[WHAT TO WORK ON] Nothing but a number should be given: the count of lines in the listing that include "legacy".

── THE RECORDS ──

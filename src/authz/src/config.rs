//! Loading subject and policy documents
//!
//! Documents are JSON with the same shape as [`Policy`] and [`Subject`]:
//!
//! ```json
//! {
//!   "roles": { "admin": ["*"], "editor": ["post:*", "comment:moderate"] },
//!   "features": { "beta-dashboard": true }
//! }
//! ```

use crate::error::{AuthzError, Result};
use crate::pattern::PermissionPattern;
use crate::types::{Policy, Subject};
use std::fmt;
use std::path::Path;
use tracing::{debug, warn};

/// Something in a policy that is legal but probably a mistake
#[derive(Debug, Clone, PartialEq, Eq)]
pub enum PolicyIssue {
    /// A role is mapped under the empty name
    EmptyRoleName,
    /// A feature is declared under the empty name
    EmptyFeatureName,
    /// Pattern contains `*` but is neither `*` nor `prefix:*`, so it only matches itself
    LiteralWildcard {
        /// Role whose mapping holds the pattern
        role: String,
        /// Offending pattern
        pattern: String,
    },
}

impl fmt::Display for PolicyIssue {
    fn fmt(&self, f: &mut fmt::Formatter<'_>) -> fmt::Result {
        match self {
            Self::EmptyRoleName => write!(f, "role name cannot be empty"),
            Self::EmptyFeatureName => write!(f, "feature name cannot be empty"),
            Self::LiteralWildcard { role, pattern } => write!(
                f,
                "role '{}' pattern '{}' is matched literally; use '*' or 'prefix:*'",
                role, pattern
            ),
        }
    }
}

impl Policy {
    /// List suspicious entries. Issues are sorted so the output is stable.
    pub fn validate(&self) -> Vec<PolicyIssue> {
        let mut issues = Vec::new();

        let mut roles: Vec<_> = self.roles.iter().collect();
        roles.sort_by(|a, b| a.0.cmp(b.0));

        for (role, patterns) in roles {
            if role.is_empty() {
                issues.push(PolicyIssue::EmptyRoleName);
            }

            for pattern in patterns {
                if PermissionPattern::is_suspicious(pattern) {
                    issues.push(PolicyIssue::LiteralWildcard {
                        role: role.clone(),
                        pattern: pattern.clone(),
                    });
                }
            }
        }

        if self.features.contains_key("") {
            issues.push(PolicyIssue::EmptyFeatureName);
        }

        issues
    }
}

/// Reads policy and subject documents
///
/// In the default lenient mode every [`PolicyIssue`] is logged and the policy
/// is kept. Strict mode rejects a policy with any issue.
#[derive(Debug, Clone, Default)]
pub struct PolicyLoader {
    /// Reject policies that have validation issues
    pub strict: bool,
}

impl PolicyLoader {
    /// Create a lenient loader
    pub fn new() -> Self {
        Self::default()
    }

    /// Create a loader that rejects policies with issues
    pub fn strict() -> Self {
        Self { strict: true }
    }

    /// Parse a policy from a JSON string
    pub fn load_str(&self, json: &str) -> Result<Policy> {
        let policy: Policy = serde_json::from_str(json)?;
        self.check(&policy)?;

        debug!(
            roles = policy.roles.len(),
            features = policy.features.len(),
            "policy loaded"
        );
        Ok(policy)
    }

    /// Read and parse a policy file
    pub fn load_path(&self, path: impl AsRef<Path>) -> Result<Policy> {
        let path = path.as_ref();
        let json = std::fs::read_to_string(path)?;
        debug!(path = %path.display(), "reading policy");
        self.load_str(&json)
    }

    /// Parse a subject from a JSON string
    pub fn load_subject_str(&self, json: &str) -> Result<Subject> {
        let subject: Subject = serde_json::from_str(json)?;
        debug!(
            roles = subject.roles.len(),
            permissions = subject.permissions.len(),
            "subject loaded"
        );
        Ok(subject)
    }

    fn check(&self, policy: &Policy) -> Result<()> {
        let issues = policy.validate();

        if self.strict {
            if let Some(issue) = issues.first() {
                return Err(AuthzError::InvalidPolicy(issue.to_string()));
            }
        }

        for issue in &issues {
            warn!(%issue, "policy issue");
        }

        Ok(())
    }
}

#[cfg(test)]
mod tests {
    use super::*;
    use std::io::Write;

    const POLICY: &str = r#"{
        "roles": {
            "admin": ["*"],
            "editor": ["post:*", "comment:moderate"]
        },
        "features": { "beta-dashboard": true, "legacy-export": false }
    }"#;

    #[test]
    fn test_load_policy() {
        let policy = PolicyLoader::new().load_str(POLICY).unwrap();

        assert_eq!(policy.roles.len(), 2);
        assert_eq!(policy.grants_for("admin"), Some(&["*".to_string()][..]));
        assert_eq!(policy.features.get("legacy-export"), Some(&false));
        assert!(policy.validate().is_empty());
    }

    #[test]
    fn test_load_empty_policy() {
        let policy = PolicyLoader::new().load_str("{}").unwrap();
        assert_eq!(policy, Policy::default());
    }

    #[test]
    fn test_malformed_json() {
        let result = PolicyLoader::new().load_str(r#"{"roles": ["admin"]}"#);
        assert!(matches!(result, Err(AuthzError::Json(_))));
    }

    #[test]
    fn test_validate_reports_issues() {
        let policy = Policy::new()
            .with_role("", ["post:read"])
            .with_role("editor", ["post*", "*:read", "post:*"])
            .with_feature("", true);

        let issues = policy.validate();
        assert_eq!(
            issues,
            vec![
                PolicyIssue::EmptyRoleName,
                PolicyIssue::LiteralWildcard {
                    role: "editor".to_string(),
                    pattern: "post*".to_string(),
                },
                PolicyIssue::LiteralWildcard {
                    role: "editor".to_string(),
                    pattern: "*:read".to_string(),
                },
                PolicyIssue::EmptyFeatureName,
            ]
        );
    }

    #[test]
    fn test_lenient_keeps_suspicious_policy() {
        let json = r#"{"roles": {"editor": ["post*"]}}"#;
        let policy = PolicyLoader::new().load_str(json).unwrap();
        let grants = policy.grants_for("editor");
        assert_eq!(grants, Some(&["post*".to_string()][..]));
    }

    #[test]
    fn test_strict_rejects_suspicious_policy() {
        let json = r#"{"roles": {"editor": ["post*"]}}"#;
        let result = PolicyLoader::strict().load_str(json);

        match result {
            Err(AuthzError::InvalidPolicy(msg)) => assert!(msg.contains("post*")),
            other => panic!("expected InvalidPolicy, got {:?}", other),
        }
    }

    #[test]
    fn test_load_path() {
        let mut file = tempfile::NamedTempFile::new().unwrap();
        file.write_all(POLICY.as_bytes()).unwrap();

        let policy = PolicyLoader::new().load_path(file.path()).unwrap();
        assert!(policy.features["beta-dashboard"]);
    }

    #[test]
    fn test_load_missing_path() {
        let dir = tempfile::tempdir().unwrap();
        let result = PolicyLoader::new().load_path(dir.path().join("missing.json"));
        assert!(matches!(result, Err(AuthzError::Io(_))));
    }

    #[test]
    fn test_load_subject() {
        let loader = PolicyLoader::new();

        let subject = loader
            .load_subject_str(r#"{"roles": ["editor"], "permissions": ["order:read"]}"#)
            .unwrap();
        assert!(subject.roles.contains("editor"));
        assert!(subject.permissions.contains("order:read"));

        let subject = loader.load_subject_str("{}").unwrap();
        assert!(subject.is_empty());
    }
}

───

[RESULT OF THIS TASK] 2